What This Says About the Quality of 2025's Improvement
This is not a collapse. A base of 2.2 million members, 595 thousand cards, ILS 2.73 billion of online sales, and 18.1% private-label mix is still substantial. The margin improvement is also real, and retail operating profit did move higher. A constructive reading can reasonably argue that 2025 was a cleanup year: lower-quality volume was pruned, promotions became more disciplined, private label was being reshaped, and digital and financial tools were still being built for later payoff.
That is a serious counter-thesis, and it should not be dismissed. The fourth quarter even gives it one early foothold through the modest private-label improvement. But as of year-end 2025, the cleaner read is different: Shufersal lifted profitability before it proved that the customer had become stickier, more identifiable, and more deeply embedded in the company's own systems.

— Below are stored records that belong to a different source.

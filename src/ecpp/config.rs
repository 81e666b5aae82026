//! Runtime configuration.
//!
//! [`EcppConfig`] is a plain struct: construct it by hand, take the
//! [`Default`], or read it from the process environment with
//! [`EcppConfig::from_env`]. Call [`load_settings`](crate::load_settings)
//! first if values should come from a local `.env` file.
//!
//! ```rust
//! use ecpp_assistant::EcppConfig;
//!
//! let config = EcppConfig {
//!     llm_model: "llama3.1".to_string(),
//!     ..EcppConfig::default()
//! };
//! assert_eq!(config.max_tool_iterations, 10);
//! ```

use std::time::Duration;

pub const DEFAULT_API_BASE_URL: &str = "http://localhost:18000/api/v1";
pub const DEFAULT_LLM_BASE_URL: &str = "http://localhost:11434";
pub const DEFAULT_LLM_MODEL: &str = "qwen2.5";
pub const DEFAULT_SYSTEM_PROMPT: &str =
    "You are a helpful assistant with authorized permissions to access user's private data.";
pub const DEFAULT_MAX_TOOL_ITERATIONS: usize = 10;
pub const DEFAULT_HTTP_TIMEOUT_SECS: u64 = 30;

#[derive(Debug, Clone, PartialEq)]
pub struct EcppConfig {
    /// Base URL of the ECPP back-office API, without a trailing slash.
    pub api_base_url: String,
    /// Base URL of the Ollama-compatible chat endpoint.
    pub llm_base_url: String,
    pub llm_model: String,
    pub system_prompt: String,
    /// Upper bound on tool rounds within one query.
    pub max_tool_iterations: usize,
    pub http_timeout: Duration,
}

impl Default for EcppConfig {
    fn default() -> Self {
        Self {
            api_base_url: DEFAULT_API_BASE_URL.to_string(),
            llm_base_url: DEFAULT_LLM_BASE_URL.to_string(),
            llm_model: DEFAULT_LLM_MODEL.to_string(),
            system_prompt: DEFAULT_SYSTEM_PROMPT.to_string(),
            max_tool_iterations: DEFAULT_MAX_TOOL_ITERATIONS,
            http_timeout: Duration::from_secs(DEFAULT_HTTP_TIMEOUT_SECS),
        }
    }
}

impl EcppConfig {
    /// Read configuration from environment variables, falling back to the
    /// defaults for anything unset.
    ///
    /// | Variable | Default |
    /// |---|---|
    /// | `ECPP_API_BASE_URL` | `http://localhost:18000/api/v1` |
    /// | `LLM_BASE_URL` | `http://localhost:11434` |
    /// | `LLM_MODEL` | `qwen2.5` |
    /// | `ECPP_SYSTEM_PROMPT` | built-in assistant prompt |
    /// | `MAX_TOOL_ITERATIONS` | `10` |
    /// | `HTTP_TIMEOUT_SECS` | `30` |
    pub fn from_env() -> Self {
        Self::from_lookup(|key| std::env::var(key).ok())
    }

    /// Same as [`from_env`](Self::from_env) with an arbitrary key lookup.
    pub fn from_lookup<F>(lookup: F) -> Self
    where
        F: Fn(&str) -> Option<String>,
    {
        let defaults = Self::default();
        let text = |key: &str, default: String| {
            lookup(key)
                .map(|v| v.trim().to_string())
                .filter(|v| !v.is_empty())
                .unwrap_or(default)
        };

        Self {
            api_base_url: text("ECPP_API_BASE_URL", defaults.api_base_url)
                .trim_end_matches('/')
                .to_string(),
            llm_base_url: text("LLM_BASE_URL", defaults.llm_base_url)
                .trim_end_matches('/')
                .to_string(),
            llm_model: text("LLM_MODEL", defaults.llm_model),
            system_prompt: text("ECPP_SYSTEM_PROMPT", defaults.system_prompt),
            max_tool_iterations: parse_number(
                lookup("MAX_TOOL_ITERATIONS"),
                "MAX_TOOL_ITERATIONS",
                defaults.max_tool_iterations,
            ),
            http_timeout: Duration::from_secs(parse_number(
                lookup("HTTP_TIMEOUT_SECS"),
                "HTTP_TIMEOUT_SECS",
                DEFAULT_HTTP_TIMEOUT_SECS,
            )),
        }
    }
}

fn parse_number<T>(value: Option<String>, key: &str, default: T) -> T
where
    T: std::str::FromStr + Copy + std::fmt::Display,
{
    match value {
        None => default,
        Some(raw) => match raw.trim().parse::<T>() {
            Ok(parsed) => parsed,
            Err(_) => {
                log::warn!("Ignoring invalid {}={:?}, using {}", key, raw, default);
                default
            }
        },
    }
}

#[cfg(test)]
mod tests {
    use super::*;
    use std::collections::HashMap;

    fn lookup_from(pairs: &[(&str, &str)]) -> impl Fn(&str) -> Option<String> {
        let map: HashMap<String, String> = pairs
            .iter()
            .map(|(k, v)| (k.to_string(), v.to_string()))
            .collect();
        move |key| map.get(key).cloned()
    }

    #[test]
    fn test_defaults_when_unset() {
        let config = EcppConfig::from_lookup(|_| None);
        assert_eq!(config, EcppConfig::default());
        assert_eq!(config.api_base_url, "http://localhost:18000/api/v1");
        assert_eq!(config.llm_model, "qwen2.5");
        assert_eq!(config.http_timeout, Duration::from_secs(30));
    }

    #[test]
    fn test_overrides_and_trailing_slash() {
        let config = EcppConfig::from_lookup(lookup_from(&[
            ("ECPP_API_BASE_URL", "https://ecpp.example.com/api/v1/"),
            ("LLM_MODEL", "llama3.1"),
            ("MAX_TOOL_ITERATIONS", "3"),
            ("HTTP_TIMEOUT_SECS", "5"),
        ]));
        assert_eq!(config.api_base_url, "https://ecpp.example.com/api/v1");
        assert_eq!(config.llm_model, "llama3.1");
        assert_eq!(config.max_tool_iterations, 3);
        assert_eq!(config.http_timeout, Duration::from_secs(5));
    }

    #[test]
    fn test_invalid_numbers_fall_back() {
        let config = EcppConfig::from_lookup(lookup_from(&[
            ("MAX_TOOL_ITERATIONS", "many"),
            ("HTTP_TIMEOUT_SECS", "-1"),
        ]));
        assert_eq!(config.max_tool_iterations, DEFAULT_MAX_TOOL_ITERATIONS);
        assert_eq!(config.http_timeout, Duration::from_secs(DEFAULT_HTTP_TIMEOUT_SECS));
    }
}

That matters because not every retail margin point is the same. A margin built on stronger private label, more identified purchases, more house-card spend, and stable or rising online penetration is easier to defend. A margin built mainly on commercial discipline, lower shrink, better procurement, and efficiency is still real, but it is less convincing if the best customer-quality engines are weakening at the same time.
Bottom Line
Shufersal ended 2025 with better profitability, but with a customer base that looks less deep across several of its most valuable indicators. Private label fell, online fell, identified purchases fell, and the card and club layer did not expand. For now, 2025 looks more like an operating recovery year than a clear strengthening in customer economics.
Over the next 2 to 4 quarters, three things need to happen to change that read. Private-label mix needs to stop slipping and start recovering. Identified purchases need to stabilize, ideally recover, without relying only on richer subsidies and offers. And online needs to show that digital, service, and logistics investment is feeding back into transactions and sales mix, not just deck language.